Em 2035 os relógios atômicos vão parar de sincronizar

relógio atômico

A partir de 2035, nenhum segundo extra será adicionado para sincronizar os relógios com a hora astronômica

Na Conferência Geral de Pesos e Medidas, foi decidido, pelo menos a partir de 2035, interromper a sincronização periódica dos relógios atômicos de referência mundial com a hora astronômica da Terra.

Isso se deve à falta de homogeneidade da rotação da Terra, relógios astronômicos estão ligeiramente atrasados ​​em relação aos de referência, e para sincronizar o tempo exato, a partir de 1972, os relógios atômicos foram suspensos por um segundo a cada poucos anos, assim que a diferença entre o tempo de referência e o relógio astronômico atingisse 0,9 segundos (a última correção desse tipo foi há 8 anos).

Agora, a partir de 2035, a sincronização cessará e a diferença entre o Tempo Universal Coordenado (UTC) e o tempo astronômico (UT1, tempo solar médio) se acumulará.

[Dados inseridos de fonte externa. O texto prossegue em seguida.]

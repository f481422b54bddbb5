//! Telemetry forwarding core for pepper-monitor.
//!
//! A [`LifecycleManager`] keeps at most one [`Worker`] alive. Each worker
//! samples its configured metric groups from a [`TelemetrySource`] on a fixed
//! interval and hands the samples to an [`Emitter`]. Configuration changes go
//! through [`MonitorService::on_configuration_changed`], which swaps the worker
//! atomically.

pub mod emitter;
pub mod error;
pub mod lifecycle;
pub mod sample;
pub mod sampler;
pub mod service;
pub mod source;
pub mod testing;
pub mod worker;

pub use emitter::{
    Emitter, EmitterFactory, FluentEmitter, FluentEmitterFactory, TracingEmitter,
    TracingEmitterFactory,
};
pub use error::{LifecycleError, SampleError, SourceError};
pub use lifecycle::LifecycleManager;
pub use sample::MetricSample;
pub use sampler::Sampler;
pub use service::MonitorService;
pub use source::{Reading, SnapshotSource, TelemetrySource};
pub use worker::{IterationReport, Worker, WorkerHandle, WorkerState};

pub use pepper_config::Configuration;
pub mod loader;
pub mod schema;

pub use loader::{
    find_config_file, load_config_from_file, ConfigFormat, ResolvedConfig,
};
pub use schema::{
    clamp_interval, default_groups, Configuration, KeyErrorPolicy, MetricGroup, MetricId,
    MetricKey, MonitorOptions, OptionValue, DEFAULT_FETCH_TIMEOUT_SECS, DEFAULT_FLUENTD_HOST,
    DEFAULT_FLUENTD_PORT, DEFAULT_INTERVAL_SECS, DEFAULT_TAG_PREFIX,
};
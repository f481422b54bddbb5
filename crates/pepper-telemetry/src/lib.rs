//! Diagnostic logging for the pepper-monitor agent.
//!
//! The agent itself ships metric records to Fluentd; this crate only covers
//! the process's own logs.

mod subscriber;

pub use subscriber::{init_subscriber, EventCounts, EventCountLayer, TelemetryConfig};
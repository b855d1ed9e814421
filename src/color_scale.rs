use std::fmt;

/// Blue ramp used by the interaction and association heatmaps.
pub const DEFAULT_PALETTE: [&str; 10] = [
    "#e8edf1", "#d2dce4", "#bbcbd6", "#a5b9c9", "#8fa8bc", "#7897ae", "#6285a1", "#4b7493", "#356386",
    "#1f5279",
];
pub const NO_DATA_COLOR: &str = "#ffffff";

#[derive(Debug, Clone, Copy, PartialEq, Eq)]
pub struct Rgb(pub u8, pub u8, pub u8);

impl Rgb {
    /// Parses `#rrggbb` (the leading `#` is optional).
    pub fn from_hex(hex: &str) -> Option<Rgb> {
        let hex = hex.trim_start_matches('#');
        if hex.len() != 6 || !hex.is_ascii() {
            return None;
        }
        let r = u8::from_str_radix(&hex[0..2], 16).ok()?;
        let g = u8::from_str_radix(&hex[2..4], 16).ok()?;
        let b = u8::from_str_radix(&hex[4..6], 16).ok()?;
        Some(Rgb(r, g, b))
    }

    pub fn to_u32(self) -> u32 {
        ((self.0 as u32) << 16) | ((self.1 as u32) << 8) | self.2 as u32
    }
}

impl fmt::Display for Rgb {
    fn fmt(&self, f: &mut fmt::Formatter<'_>) -> fmt::Result {
        write!(f, "#{:02x}{:02x}{:02x}", self.0, self.1, self.2)
    }
}

/// Maps a score to a color.
pub trait ColorScale {
    fn color(&self, score: Option<f64>) -> Rgb;
}

/// Splits a numeric domain into equal-width buckets, one per palette entry.
///
/// Scores outside the domain, NaN and missing scores all map to the no-data color.
#[derive(Debug, Clone)]
pub struct QuantizeScale {
    domain: (f64, f64),
    palette: Vec<Rgb>,
    no_data: Rgb,
}

impl QuantizeScale {
    /// Returns `None` for an empty palette or an empty/inverted domain.
    pub fn new(domain: (f64, f64), palette: Vec<Rgb>, no_data: Rgb) -> Option<Self> {
        if palette.is_empty() || !(domain.0 < domain.1) {
            return None;
        }
        Some(QuantizeScale {
            domain,
            palette,
            no_data,
        })
    }

    pub fn no_data(&self) -> Rgb {
        self.no_data
    }

    pub fn buckets(&self) -> usize {
        self.palette.len()
    }

    /// Palette index for an in-domain score.
    pub fn bucket(&self, score: f64) -> Option<usize> {
        let (lo, hi) = self.domain;
        if score.is_nan() || score < lo || score > hi {
            return None;
        }
        let n = self.palette.len();
        let idx = ((score - lo) / (hi - lo) * n as f64).floor() as usize;
        Some(idx.min(n - 1))
    }
}

impl Default for QuantizeScale {
    fn default() -> Self {
        QuantizeScale {
            domain: (0.0, 1.0),
            palette: DEFAULT_PALETTE.iter().filter_map(|c| Rgb::from_hex(c)).collect(),
            no_data: Rgb::from_hex(NO_DATA_COLOR).unwrap_or(Rgb(255, 255, 255)),
        }
    }
}

impl ColorScale for QuantizeScale {
    fn color(&self, score: Option<f64>) -> Rgb {
        score
            .and_then(|s| self.bucket(s))
            .map(|idx| self.palette[idx])
            .unwrap_or(self.no_data)
    }
}

#[cfg(test)]
mod tests {
    use super::*;

    #[test]
    fn hex_round_trips_through_display() {
        let c = Rgb::from_hex("#1f5279").unwrap();
        assert_eq!(c, Rgb(0x1f, 0x52, 0x79));
        assert_eq!(c.to_string(), "#1f5279");
        assert_eq!(c.to_u32(), 0x1f5279);
        assert!(Rgb::from_hex("#12345").is_none());
    }

    #[test]
    fn default_scale_spans_palette() {
        let scale = QuantizeScale::default();
        assert_eq!(scale.buckets(), 10);
        assert_eq!(scale.color(Some(0.0)), Rgb::from_hex(DEFAULT_PALETTE[0]).unwrap());
        assert_eq!(scale.color(Some(0.55)), Rgb::from_hex(DEFAULT_PALETTE[5]).unwrap());
        assert_eq!(scale.color(Some(1.0)), Rgb::from_hex(DEFAULT_PALETTE[9]).unwrap());
    }

    #[test]
    fn missing_and_out_of_range_scores_are_no_data() {
        let scale = QuantizeScale::default();
        assert_eq!(scale.color(None), scale.no_data());
        assert_eq!(scale.color(Some(-0.1)), scale.no_data());
        assert_eq!(scale.color(Some(1.5)), scale.no_data());
        assert_eq!(scale.color(Some(f64::NAN)), scale.no_data());
    }

    #[test]
    fn no_data_is_independent_of_bucket_count() {
        let no_data = Rgb(1, 2, 3);
        for n in 1..6 {
            let palette = (0..n).map(|i| Rgb(i as u8, 0, 0)).collect();
            let scale = QuantizeScale::new((0.0, 1.0), palette, no_data).unwrap();
            assert_eq!(scale.color(None), no_data);
        }
    }

    #[test]
    fn rejects_degenerate_configuration() {
        assert!(QuantizeScale::new((0.0, 1.0), Vec::new(), Rgb(0, 0, 0)).is_none());
        assert!(QuantizeScale::new((1.0, 1.0), vec![Rgb(0, 0, 0)], Rgb(0, 0, 0)).is_none());
    }
}
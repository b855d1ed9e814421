use log::debug;
use std::future::Future;
use std::sync::Arc;
use tokio::sync::watch;

use crate::error::FetchError;

/// Lifetime of one mounted view.
///
/// Loads driven through [`ViewScope::run`] are dropped as soon as the scope is
/// disposed, and results that arrive afterwards are reported as
/// [`FetchError::Disposed`] so callers never write them into view state.
#[derive(Debug, Clone)]
pub struct ViewScope {
    disposed: Arc<watch::Sender<bool>>,
}

impl Default for ViewScope {
    fn default() -> Self {
        Self::new()
    }
}

impl ViewScope {
    pub fn new() -> Self {
        let (tx, _rx) = watch::channel(false);
        ViewScope {
            disposed: Arc::new(tx),
        }
    }

    pub fn dispose(&self) {
        if !self.disposed.send_replace(true) {
            debug!("View scope disposed");
        }
    }

    pub fn is_disposed(&self) -> bool {
        *self.disposed.borrow()
    }

    /// Drives `fut` until it completes or the scope is disposed, whichever comes first.
    pub async fn run<F, T>(&self, fut: F) -> Result<T, FetchError>
    where
        F: Future<Output = Result<T, FetchError>>,
    {
        let mut rx = self.disposed.subscribe();
        if *rx.borrow_and_update() {
            return Err(FetchError::Disposed);
        }
        tokio::select! {
            result = fut => {
                if self.is_disposed() {
                    Err(FetchError::Disposed)
                } else {
                    result
                }
            }
            _ = rx.wait_for(|disposed| *disposed) => Err(FetchError::Disposed),
        }
    }
}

A questão de interromper a adição de um segundo extra foi discutida no Bureau Internacional de Pesos e Medidas desde 2005, mas a decisão tem sido constantemente adiada. A longo prazo, o movimento de rotação da Terra diminui gradativamente devido à influência da gravidade da Lua, e os intervalos entre as sincronizações diminuem com o tempo, por exemplo, se a dinâmica fosse mantida após 2000 anos, seria necessário esperar um novo segundo a ser adicionado a cada mês.

Desvios nos parâmetros de rotação da Terra são de natureza aleatória e sua mudança, observada nos últimos anos, pode levar à necessidade não de somar, mas de subtrair um segundo a mais.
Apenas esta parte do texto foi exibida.